◆ **WHAT IS NEEDED**
Go through the data and tally the lines that include "GameState". The reply is that number alone.

WORKING DATA Block Start

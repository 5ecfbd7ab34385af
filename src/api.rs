//! Functional entry points for a host application.
//!
//! Every call takes a `GameState` by reference and returns new values; nothing
//! here holds state between calls.

use rand::rngs::StdRng;
use rand::{Rng, SeedableRng};

use crate::chess_errors::ChessResult;
use crate::engines::difficulty::{Difficulty, DifficultySettings};
use crate::engines::engine_minimax::MinimaxEngine;
use crate::game_state::chess_types::Position;
use crate::game_state::game_state::GameState;
use crate::move_generation::legal_move_apply::apply_move;
use crate::move_generation::legal_move_generator;
use crate::moves::chess_move::Move;

pub fn new_game() -> GameState {
    GameState::new_game()
}

/// Legal destinations of the piece on `pos`; empty when nothing of the side
/// to move stands there.
pub fn legal_moves(game_state: &GameState, pos: Position) -> Vec<Position> {
    legal_move_generator::legal_moves(game_state, pos)
}

pub fn apply(game_state: &GameState, mv: Move) -> ChessResult<GameState> {
    apply_move(game_state, mv)
}

/// Computer move at `difficulty`, randomized from the operating system.
pub fn best_move(game_state: &GameState, difficulty: Difficulty) -> Option<Move> {
    best_move_with_rng(game_state, difficulty.settings(), &mut StdRng::from_os_rng())
}

/// Computer move with explicit settings and random source.
pub fn best_move_with_rng<R: Rng + ?Sized>(
    game_state: &GameState,
    settings: DifficultySettings,
    rng: &mut R,
) -> Option<Move> {
    MinimaxEngine::new(settings, rng)
        .search(game_state)
        .map(|out| out.best_move)
}

/// Plays the computer's move. A finished game is returned unchanged.
pub fn computer_move(game_state: &GameState, difficulty: Difficulty) -> GameState {
    best_move(game_state, difficulty)
        .and_then(|mv| apply_move(game_state, mv).ok())
        .unwrap_or_else(|| game_state.clone())
}

#[cfg(test)]
mod tests {
    use super::*;
    use crate::game_state::chess_types::*;

    #[test]
    fn host_flow_plays_a_few_moves() {
        let mut game = new_game();
        let e2: Position = "e2".parse().expect("square");
        let e4: Position = "e4".parse().expect("square");
        assert!(legal_moves(&game, e2).contains(&e4));

        let pawn = game.piece_at(e2).expect("pawn on e2");
        game = apply(&game, Move::new(e2, e4, pawn)).expect("e4 applies");
        assert_eq!(game.current_player, Color::Black);

        game = computer_move(&game, Difficulty::Medium);
        assert_eq!(game.current_player, Color::White);
        assert_eq!(game.move_history.len(), 2);
    }

    #[test]
    fn seeded_best_move_is_reproducible() {
        let game = new_game();
        let settings = Difficulty::Easy.settings();
        let first = best_move_with_rng(&game, settings, &mut StdRng::seed_from_u64(17));
        let second = best_move_with_rng(&game, settings, &mut StdRng::seed_from_u64(17));
        assert!(first.is_some());
        assert_eq!(first, second);
    }

    #[test]
    fn finished_game_has_no_computer_move() {
        let board = Board::empty()
            .with_piece(
                "a8".parse().expect("square"),
                Piece::new(PieceKind::King, Color::Black).moved(),
            )
            .with_piece(
                "b6".parse().expect("square"),
                Piece::new(PieceKind::Queen, Color::White).moved(),
            )
            .with_piece(
                "c1".parse().expect("square"),
                Piece::new(PieceKind::King, Color::White).moved(),
            );
        let game = GameState::from_board(board, Color::Black);
        assert_eq!(best_move(&game, Difficulty::Hard), None);
        assert_eq!(computer_move(&game, Difficulty::Hard), game);
    }
}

WORKING DATA Block End

◆ **OUTPUT OF THE EXERCISE**
10